# Game 7: Los Angeles Lakers (1-6) @ Orlando Magic (3-5)



## DaRizzle (May 22, 2007)

No Kobe tonight
Lakers +8.5

I was just watching PTI on ESPN and they were addressing the lack of minutes for Russell.

Wilbon said (paraphrase) "By all accounts Russell has gone "Hollywood""

I sure hope thats not true. I honestly hate that he is dating a Kardashian...he needs to be a gym rat, watching film, memorizing the playbook, etc....

Go Lakers

Holla Jamel! http://www.tankathon.com/


----------



## Uncle Drew (Dec 16, 2013)

By all accounts? Who? I follow just about every LA based sports writer on Twitter. Who the hell said that?

I thought the little Kardashian came out and denied it? I'm the opposite of interested in that shit, but did anyone actually confirm it? Or at least see them together?

Can't deny he's taken advantage of some endorsement opportunities. Nike and Gatorade in particular. Haven't heard one report that he's not putting work in. Pincus said something about nobody outworks Julius and JC. Didn't say D'Angelo doesn't put in work. And I remember Byron actually told him to cut back a couple weeks ago.


----------



## King Sancho Fantastic (Jul 19, 2005)

The Kardashian thing has already been put to rest. According to Kendall, they're just friends. Besides, Russell already has a GF.


----------



## King Sancho Fantastic (Jul 19, 2005)

One thing I don't get is how Byron gets blamed for not developing Russell but gets absolutely no credit for actually developing Randle and Clarkson.


----------



## MojoPin (Oct 10, 2008)

In some respects, I think DLo is a lot of talk. He says he's a gym rat, but his body fat percentage is higher than someone who is constantly working out. Maybe Byron is addressing something the rest of us aren't seeing - probably not, but I hope so.


----------



## Uncle Drew (Dec 16, 2013)

King Sancho Fantastic said:


> One thing I don't get is how Byron gets blamed for not developing Russell but gets absolutely no credit for actually developing Randle and Clarkson.

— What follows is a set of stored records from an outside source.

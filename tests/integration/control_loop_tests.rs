//! End-to-end controller behaviour through the application service.

use aeroloop::app::events::AppEvent;
use aeroloop::app::ports::RelayChannel;

use crate::mock_hw::Rig;

// ───────────────────────────────────────────────────────────────
// Misting
// ───────────────────────────────────────────────────────────────

#[test]
fn first_mist_cycle_fires_on_the_boot_interval() {
    let mut rig = Rig::new();

    rig.run_until(1_100, 100);
    assert!(!rig.hw.relay_on(RelayChannel::Mist), "nothing before 1.2 s");

    rig.tick_at(1_200);
    assert!(rig.hw.relay_on(RelayChannel::Mist));

    // The defaults (25 °C / 60 %RH -> VPD ~1.27 kPa) reband the cycle to
    // the 12 s middle interval at that first cycle start.
    let first_pulse = rig
        .sink
        .events
        .iter()
        .find_map(|e| match e {
            AppEvent::MistPulse { on: true, interval_ms } => Some(*interval_ms),
            _ => None,
        })
        .unwrap();
    assert_eq!(first_pulse, 12_000);
}

#[test]
fn mist_pump_runs_exactly_the_pulse_duration() {
    let mut rig = Rig::new();

    rig.run_until(6_100, 100);
    assert!(rig.hw.relay_on(RelayChannel::Mist), "still on at 6.1 s");

    rig.tick_at(6_200); // 1 200 cycle start + 5 000 pulse
    assert!(!rig.hw.relay_on(RelayChannel::Mist));

    // Next cycle begins one (rebanded) interval after the first start.
    rig.run_until(13_200, 100);
    assert!(rig.hw.relay_on(RelayChannel::Mist));
}

#[test]
fn dry_air_shortens_the_cycle() {
    let mut rig = Rig::new();
    rig.hw.temperature_c = 35.0;
    rig.hw.humidity_pct = 20.0; // VPD ~= 4.5 kPa

    rig.run_until(14_000, 100);
    let ons = rig.hw.calls_for(RelayChannel::Mist);
    // Starts at 1.2 s, then every 6 s: 1.2, 7.2, 13.2.
    let on_count = ons.iter().filter(|&&on| on).count();
    assert_eq!(on_count, 3);
}

#[test]
fn humid_air_stretches_the_cycle() {
    let mut rig = Rig::new();
    rig.hw.temperature_c = 20.0;
    rig.hw.humidity_pct = 95.0; // VPD ~= 0.12 kPa

    rig.run_until(19_100, 100);
    let on_count = rig
        .hw
        .calls_for(RelayChannel::Mist)
        .iter()
        .filter(|&&on| on)
        .count();
    // Start at 1.2 s, next not before 19.2 s on the 18 s cycle.
    assert_eq!(on_count, 1);
}

#[test]
fn failed_climate_read_falls_back_to_the_nominal_cadence() {
    let mut rig = Rig::new();
    rig.hw.temperature_c = f32::NAN;

    rig.tick_at(1_200);
    // No VPD at the first cycle start: the nominal-climate fallback
    // rebands to the 12 s middle interval, same as a healthy 25/60 read.
    let intervals: Vec<u32> = rig
        .sink
        .events
        .iter()
        .filter_map(|e| match e {
            AppEvent::MistPulse { on: true, interval_ms } => Some(*interval_ms),
            _ => None,
        })
        .collect();
    assert_eq!(intervals, vec![12_000]);
    assert!(rig.service.metrics().sensor_faults > 0);
}

#[test]
fn mist_pump_still_pulses_with_a_dead_climate_sensor() {
    // A climate sensor dead from boot must not leave the 1.2 s boot
    // cycle in force: that cadence is shorter than the 5 s pulse, so the
    // pump-off guard would never fire and the pump would latch on.
    let mut rig = Rig::new();
    rig.hw.temperature_c = f32::NAN;
    rig.hw.humidity_pct = f32::NAN;

    rig.run_until(60_000, 100);
    let offs = rig
        .hw
        .calls_for(RelayChannel::Mist)
        .iter()
        .filter(|&&on| !on)
        .count();
    assert!(offs >= 1, "pump never switched off in 60 s");
    assert!(!rig.hw.relay_on(RelayChannel::Mist));
}

// ───────────────────────────────────────────────────────────────
// Reservoir → pH dose calibration
// ───────────────────────────────────────────────────────────────

#[test]
fn reservoir_measurement_calibrates_the_dose_duration() {
    let mut rig = Rig::new();

    rig.run_until(3_600, 100);
    let (volume, duration) = rig
        .sink
        .events
        .iter()
        .find_map(|e| match e {
            AppEvent::ReservoirMeasured {
                volume_l,
                dosing_duration_ms,
            } => Some((*volume_l, *dosing_duration_ms)),
            _ => None,
        })
        .expect("reservoir check at 3.6 s");

    // 186 µs echo under a 35 cm mount: ~31.84 cm level, ~40 L.
    assert!((volume - 40.0).abs() < 0.1, "volume {volume}");
    assert!((9_900..=10_100).contains(&duration), "duration {duration}");
}

#[test]
fn echo_timeout_retains_the_previous_calibration() {
    let mut rig = Rig::new();

    rig.run_until(3_600, 100);
    let calibrated = rig
        .sink
        .count_matching(|e| matches!(e, AppEvent::ReservoirMeasured { .. }));
    assert_eq!(calibrated, 1);

    rig.hw.echo_us = 0;
    rig.run_until(7_200, 100);
    let after = rig
        .sink
        .count_matching(|e| matches!(e, AppEvent::ReservoirMeasured { .. }));
    assert_eq!(after, 1, "no new measurement on a dead echo");
    assert!(rig.service.metrics().sensor_faults > 0);
}

// ───────────────────────────────────────────────────────────────
// pH correction
// ───────────────────────────────────────────────────────────────

#[test]
fn acidic_reservoir_doses_base() {
    let mut rig = Rig::new();
    rig.hw.ph_raw = 1_462; // ~5.0 pH

    rig.run_until(30_000, 100);
    assert!(rig.hw.relay_on(RelayChannel::Base));
    assert!(!rig.hw.relay_on(RelayChannel::Acid));

    let duration = rig
        .sink
        .events
        .iter()
        .find_map(|e| match e {
            AppEvent::DoseStarted { duration_ms, .. } => Some(*duration_ms),
            _ => None,
        })
        .unwrap();
    // The 3.6 s reservoir check ran long before the 30 s pH check, so
    // the dose length reflects the measured ~40 L volume.
    assert!((9_900..=10_100).contains(&duration), "duration {duration}");
}

#[test]
fn alkaline_reservoir_doses_acid() {
    let mut rig = Rig::new();
    rig.hw.ph_raw = 2_633; // ~9.0 pH

    rig.run_until(30_000, 100);
    assert!(rig.hw.relay_on(RelayChannel::Acid));
    assert!(!rig.hw.relay_on(RelayChannel::Base));
}

#[test]
fn in_range_ph_never_touches_the_dose_pumps() {
    let mut rig = Rig::new(); // default pH ~6.0

    rig.run_until(65_000, 100); // two checks and change
    assert!(rig.hw.calls_for(RelayChannel::Acid).is_empty());
    assert!(rig.hw.calls_for(RelayChannel::Base).is_empty());

    let checks = rig
        .sink
        .count_matching(|e| matches!(e, AppEvent::PhChecked { .. }));
    assert_eq!(checks, 2, "checks at 30 s and 60 s");
}

#[test]
fn dose_ends_with_agitation_then_settle() {
    let mut rig = Rig::new();
    rig.hw.ph_raw = 1_462;

    rig.run_until(30_000, 100); // dose starts
    rig.run_until(40_200, 100); // ~10 s dose elapses

    let settled = rig
        .sink
        .count_matching(|e| matches!(e, AppEvent::DoseSettled));
    assert_eq!(settled, 1);

    // Both dose pumps released before the mix pump ran; the mix pump's
    // on/off pair is consecutive (the settle hold is a blocking delay).
    let calls = &rig.hw.relay_calls;
    let base_off = calls
        .iter()
        .position(|c| *c == (RelayChannel::Base, false))
        .unwrap();
    let acid_off = calls
        .iter()
        .position(|c| *c == (RelayChannel::Acid, false))
        .unwrap();
    let mix_on = calls
        .iter()
        .position(|c| *c == (RelayChannel::Mix, true))
        .unwrap();
    assert!(acid_off < mix_on && base_off < mix_on);
    assert_eq!(calls[mix_on + 1], (RelayChannel::Mix, false));
    assert_eq!(rig.clk.delayed_ms.get(), 1_000);
}

#[test]
fn still_sour_after_settling_doses_again_without_waiting_a_full_check() {
    let mut rig = Rig::new();
    rig.hw.ph_raw = 1_462;

    // Dose at 30 s, complete around 40 s; the 18 s wait runs from dose
    // start, so the recheck lands at 48 s and doses again.
    rig.run_until(48_000, 100);
    let doses = rig
        .sink
        .count_matching(|e| matches!(e, AppEvent::DoseStarted { .. }));
    assert_eq!(doses, 2);
    assert_eq!(rig.service.metrics().doses, 2);
}

#[test]
fn corrected_ph_returns_to_the_idle_cadence() {
    let mut rig = Rig::new();
    rig.hw.ph_raw = 1_462;

    rig.run_until(40_200, 100); // dose started and completed
    rig.hw.ph_raw = 1_755; // correction worked

    rig.run_until(48_000, 100); // recheck 18 s after dose start: in range
    let doses = rig
        .sink
        .count_matching(|e| matches!(e, AppEvent::DoseStarted { .. }));
    assert_eq!(doses, 1);
    let checks = rig
        .sink
        .count_matching(|e| matches!(e, AppEvent::PhChecked { .. }));
    assert_eq!(checks, 1, "the settle recheck found it stable");
}

// ───────────────────────────────────────────────────────────────
// Carrier rotation
// ───────────────────────────────────────────────────────────────

#[test]
fn bright_light_advances_a_quarter_turn() {
    let mut rig = Rig::new();
    rig.hw.light_raw = 2_500;

    rig.run_until(5_000, 100);
    assert_eq!(rig.hw.moves, vec![50]);
    assert_eq!(rig.service.status().carrier_angle_steps, 50);

    rig.run_until(10_000, 100);
    assert_eq!(rig.hw.moves, vec![50, 50]);
    assert_eq!(rig.service.metrics().rotations, 2);
}

#[test]
fn light_at_the_threshold_does_not_rotate() {
    let mut rig = Rig::new();
    rig.hw.light_raw = 2_000; // threshold is strict

    rig.run_until(20_000, 100);
    assert!(rig.hw.moves.is_empty());
    assert_eq!(rig.service.metrics().rotations, 0);
}

// ───────────────────────────────────────────────────────────────
// Clock rollover
// ───────────────────────────────────────────────────────────────

#[test]
fn timers_survive_the_u32_clock_rollover() {
    let boot = u32::MAX - 600;
    let mut rig = Rig::boot_at(boot);

    // 1.2 s after boot lands at 599 post-rollover.
    rig.run_until(boot.wrapping_add(1_200), 100);
    assert!(rig.hw.relay_on(RelayChannel::Mist));

    // And the pulse still ends 5 s after the cycle start.
    rig.run_until(boot.wrapping_add(6_200), 100);
    assert!(!rig.hw.relay_on(RelayChannel::Mist));
}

That's a good point. Clarkson plays with more of a chip on his shoulder, and he's certainly earned everything that has come to him. But Byron held him out until he was ready last year. Then gave him the keys and let him run the show. 

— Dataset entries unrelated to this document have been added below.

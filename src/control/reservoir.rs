//! Reservoir monitor.
//!
//! Periodically converts the ultrasonic water-level reading into a volume
//! estimate and recalibrates the pH dose duration from it.  A smaller
//! reservoir gets proportionally shorter doses, so correction strength
//! tracks the actual liquid mass rather than a fixed guess.

use core::f32::consts::PI;

use log::{info, warn};

use crate::app::events::AppEvent;
use crate::app::ports::EventSink;
use crate::clock;
use crate::control::context::ControlContext;

/// Cylinder volume in litres for a given fill level.  Levels at or below
/// zero (sensor reading above the brim) clamp to empty.
pub fn volume_l(radius_cm: f32, level_cm: f32) -> f32 {
    if level_cm <= 0.0 {
        return 0.0;
    }
    PI * radius_cm * radius_cm * level_cm / 1000.0
}

/// Dose pulse length for a reservoir of `volume_l` litres at the
/// configured dosage rate (seconds of pumping per litre, times 1e6 to
/// land in milliseconds).
pub fn dosing_duration_ms(volume_l: f32, dosage_rate: f32) -> u32 {
    (volume_l * dosage_rate * 1_000_000.0) as u32
}

/// One scheduler pass for the reservoir subsystem.
pub fn tick(ctx: &mut ControlContext, sink: &mut impl EventSink) {
    if !clock::expired(
        ctx.now_ms,
        ctx.reservoir.last_check,
        ctx.config.reservoir_check_interval_ms,
    ) {
        return;
    }
    ctx.reservoir.last_check = ctx.now_ms;

    match ctx.sensors.reservoir_volume_l {
        Some(volume) => {
            let duration = dosing_duration_ms(volume, ctx.config.dosage_rate);
            ctx.reservoir.volume_l = Some(volume);
            ctx.ph.dosing_duration_ms = duration;
            info!(
                "reservoir: {:.1} L, dose duration now {} ms",
                volume, duration
            );
            sink.emit(&AppEvent::ReservoirMeasured {
                volume_l: volume,
                dosing_duration_ms: duration,
            });
        }
        None => {
            // Echo timed out or level was implausible; keep the previous
            // calibration rather than dosing on garbage.
            warn!("reservoir: no valid level reading, keeping previous dose duration");
        }
    }
}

Byron's helped develop some of the best PG's in this league, so I guess we can stand to trust the process a little bit more.


----------



## DaRizzle (May 22, 2007)

Uncle Drew said:


> By all accounts? Who? I follow just about every LA based sports writer on Twitter. Who the hell said that?


I have no damn clue. It surprised me too when he said it.


----------



## DaRizzle (May 22, 2007)

MojoPin said:


> In some respects, I think DLo is a lot of talk. He says he's a gym rat, but his body fat percentage is higher than someone who is constantly working out. Maybe Byron is addressing something the rest of us aren't seeing - probably not, but I hope so.

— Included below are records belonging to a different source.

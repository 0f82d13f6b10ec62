//! Firmware entry point (ESP32-S3, requires the `espidf` feature).

use esp_idf_hal::delay::FreeRtos;
use esp_idf_hal::peripherals::Peripherals;

use aeroloop::adapters::{HardwareAdapter, LogEventSink, SystemClock};
use aeroloop::app::ports::ClockPort;
use aeroloop::app::service::AppService;
use aeroloop::config::SystemConfig;

/// Scheduler pace.  Every controller interval is ≥ 1 s, so a 10 ms tick
/// gives ample timing resolution while yielding to the idle task.
const TICK_PERIOD_MS: u32 = 10;

fn main() -> anyhow::Result<()> {
    esp_idf_svc::sys::link_patches();
    esp_idf_logger::init()?;

    log::info!(
        "aeroloop {} ({})",
        env!("CARGO_PKG_VERSION"),
        env!("CARGO_PKG_NAME")
    );

    let peripherals = Peripherals::take()?;
    let mut hw = HardwareAdapter::new(peripherals)?;
    let clk = SystemClock::new();
    let mut sink = LogEventSink::new();

    let mut service = AppService::new(SystemConfig::default(), clk.now_ms());
    service.start(&mut sink);

    loop {
        service.tick(clk.now_ms(), &mut hw, &clk, &mut sink);
        FreeRtos::delay_ms(TICK_PERIOD_MS);
    }
}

Body fat alone doesnt really indicate anything. You can workout 4 hours a day and gain weight, and you can work out four hours a day and lose weight. That all depends on how many calories you are consuming.

Different body fat percentages are ideal for different sports. He looks to be in between 13-15% body fat which is 100% fine for an NBA player.

As an example:

Track athletes 8-10% BF
Bodybuilders on day of competition 3-5% Body Fat
Powerlifter 18%+ Bodyfat


NBA players need that higher bodyfat so they can maintain strength and recover faster.

Im no expert but Ive read a ridiculous amount of stuff fitness related within the last year...


----------



## King Sancho Fantastic (Jul 19, 2005)

MojoPin said:


> In some respects, I think DLo is a lot of talk. He says he's a gym rat, but his body fat percentage is higher than someone who is constantly working out. Maybe Byron is addressing something the rest of us aren't seeing - probably not, but I hope so.


He's 19, not done physically developing and I read yesterday that he never lifted weights his only year in college. Got give him time. 


On a side note, kid is looking great so far tonight.


----------



## DaRizzle (May 22, 2007)

New wrinkle in rotation:

Instead of Russell going out for Lou it was Clarkson


----------



## King Sancho Fantastic (Jul 19, 2005)

Byron subs in Young and Lou. Defense goes to shit. Smh


----------



## PauloCatarino (May 31, 2003)

Russell with a strong 1st quarter, with 7/3/2.


----------



## King Sancho Fantastic (Jul 19, 2005)

Nance has been solid for us.


----------



## DaRizzle (May 22, 2007)

Im liking Nance. Hustle. Hops. Defense. No dumb plays yet.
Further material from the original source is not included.